You do. You make it special.
You may write a book because you fell in love with that particular trope and want to take it for a test drive yourself. This way you aren’t swept along with the tide of someone else’s vision. You can do what you want, say what you want and have what you want, your terms.
Maybe you’ve read a lot of books about that subject simply because you enjoy revisiting the fantasy. You may read a book about a rock star and decide, “Hey. Yeah. That’d be fun,” and create your own little fairy tale as a result with all the things that turn you on.
When I wrote GROUPIE, there were already bookshelves full of successful, bestselling rock star romances, including a few notable indies. That wasn’t new. Hot rock stars, and the hapless, star-struck “good girls” who found themselves falling for their swagger, have provided common breeding ground for many a writer who wants to delve into the fantasy of falling for a musician/singer/rock star.
The reason the trope exists at all is because many women have this fantasy, and have since they first mooned over posters on their wall of whatever rock star that sparked their desire to go from groupie to girlfriend.
We didn’t just want to listen to the songs. We wanted to be the subject of them.
The good news here is that pursuing this kind of timelessly popular storyline means you’ll have a better chance finding readers for your material. Instead of it being a “trend” that pops up out of nowhere and takes the reading world by storm, these are tested plot devices that can hook the reader just on concept alone. You have a built-in reader base just dying to get their hands on another juicy rock star book.
The bad news is that popular tropes tend to exhaust every type of plot in existence because you are tasked with doing what other people haven’t done, lest you be skewered for copying another book or another author.
Plagiarism is every bit as real as parallel development. Unlike parallel development, however, it’s not about who does it best. It’s about who created it first. Guard yourself, and guard other writers, too.
There’s nothing to gain proving that you can do what they do. You build your career doing what they can’t do.
Eager readers will skim your blurb and decide in an instant if this has enough originality to hook them, or if it’s just like every other generic rock star book on the market. They’re not going to pay $2.99 or more on an e-book they’ve already read, by authors who have already earned their loyalty by writing good books.
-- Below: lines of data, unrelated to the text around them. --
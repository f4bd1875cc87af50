use std::time::Duration;

use axum::{
    routing::{get, post},
    Router,
};
use tower::ServiceBuilder;
use tower_http::timeout::TimeoutLayer;
use tower_http::trace::TraceLayer;

use crate::handlers;
use crate::state::AppState;

/// Create the main application router with all routes and middleware
#[tracing::instrument(skip(state))]
pub fn create_router(state: AppState) -> Router {
    let timeout = Duration::from_secs(state.config.server.request_timeout_seconds);

    let venue_routes = Router::new()
        .route("/venues", get(handlers::venues::list_venues))
        .route(
            "/venues/search",
            post(handlers::venues::search_venues).get(handlers::venues::search_venues_query),
        )
        .route(
            "/venues/create",
            get(handlers::venues::create_venue_form).post(handlers::venues::create_venue_submission),
        )
        .route(
            "/venues/:id",
            get(handlers::venues::show_venue).delete(handlers::venues::delete_venue),
        )
        .route(
            "/venues/:id/edit",
            get(handlers::venues::edit_venue).post(handlers::venues::edit_venue_submission),
        );

    let artist_routes = Router::new()
        .route("/artists", get(handlers::artists::list_artists))
        .route(
            "/artists/search",
            post(handlers::artists::search_artists).get(handlers::artists::search_artists_query),
        )
        .route(
            "/artists/create",
            get(handlers::artists::create_artist_form)
                .post(handlers::artists::create_artist_submission),
        )
        .route(
            "/artists/:id",
            get(handlers::artists::show_artist).delete(handlers::artists::delete_artist),
        )
        .route(
            "/artists/:id/edit",
            get(handlers::artists::edit_artist).post(handlers::artists::edit_artist_submission),
        );

    let show_routes = Router::new()
        .route("/shows", get(handlers::shows::list_shows))
        .route(
            "/shows/create",
            get(handlers::shows::create_show_form).post(handlers::shows::create_show_submission),
        );

    // Operational endpoints
    let ops_routes = Router::new()
        .route("/health", get(handlers::health::health_check))
        .route("/metrics", get(handlers::metrics::metrics_handler));

    Router::new()
        .route("/", get(handlers::home::index))
        .merge(venue_routes)
        .merge(artist_routes)
        .merge(show_routes)
        .merge(ops_routes)
        .fallback(handlers::home::not_found)
        .layer(
            ServiceBuilder::new()
                .layer(TraceLayer::new_for_http())
                .layer(TimeoutLayer::new(timeout)),
        )
        .with_state(state)
}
I never set out to compete with authors like Jasinda Wilder or S.C. Stephens, both of whom had published massively successful rock star romances by the time I wrote mine. It was irrelevant to me what they had written, because I wasn’t chasing after them to make some quick money.
I wrote GROUPIE originally solely for my own enjoyment, and my own therapy.
When I decided to write a rock star book, the popularity of it played a pretty small part in my development of the plot. I wasn’t out to write something that someone else had written. Instead, I decided to insert myself all over that book, since that was what was missing from all the others.
What do I find sexy about this particular trope?
For me, it’s all about the angst. I had no real desire to write some episodic sex fest tied up in a neat little bow at the end, domesticating the bad boy after hundreds of pages of good lovin.’
That type of story didn’t work for me. It didn’t excite me. It didn’t turn me on. I didn’t find it a realistic enough plot to sell to myself, so I knew there was absolutely no way I could sell it to anyone else.
Because of my own unique life experience, I’ve danced pretty close to the forbidden flame of celebrity thanks to my exposure to several fandoms. I’ve met musicians and singers. I know several personally. I’ve seen their world from the back of darkened dive bars, where fidelity often goes to die.
I grew up a groupie, no doubt about it. But the closer you get to your idols, the less they shine. They become human. Mere mortals. Flawed, just like everyone else. Sometimes even more epically so, considering that performers experience life ratcheted up to levels of intensity most of us can only imagine.
That’s what makes them so darned sexy.
It is the very same thing that makes them dangerous, which makes them even sexier.
This is what made me want to write about them, and this was why I believed I was the only writer who could pen this particular story.
Yeah, it’s sexy to be pursued by a rock star… but what if you actually got him? What then? What’s the conflict? The juicy, angsty, can’t-stop-turning-the-page conflict? It’s not so much about the happy ending for me. If my couples get a happily ever after, they have to work for it. Then, and only then, is the reward that much sweeter.
Conflict should entice you to write your book, since that’s the reason you tell your story in the first place. Boy meets girl? Whatever. How does boy get girl? That is the story.
That, by the way, is often the question that drives Act II. It’s the question everyone wants answered, so they keep turning the page. If you’ve done your job properly, you will have enough conflict in Act II to carry you all the way to the climax and resolution in Act III.
I had plenty of material to mine when I sat down to write GROUPIE. At the time I was ovaries deep in a fandom, where I had the rare and often regrettable opportunity to peek behind the curtain of fame. I saw the opportunities and excess available to people in that world, particularly when they were successful. I got to see where public image and reality collided, often with disappointing or devastating results. I also got to see, first hand, what people were willing to do to get closer to those who actually were successful. This can prove to be a toxic, explosive combination.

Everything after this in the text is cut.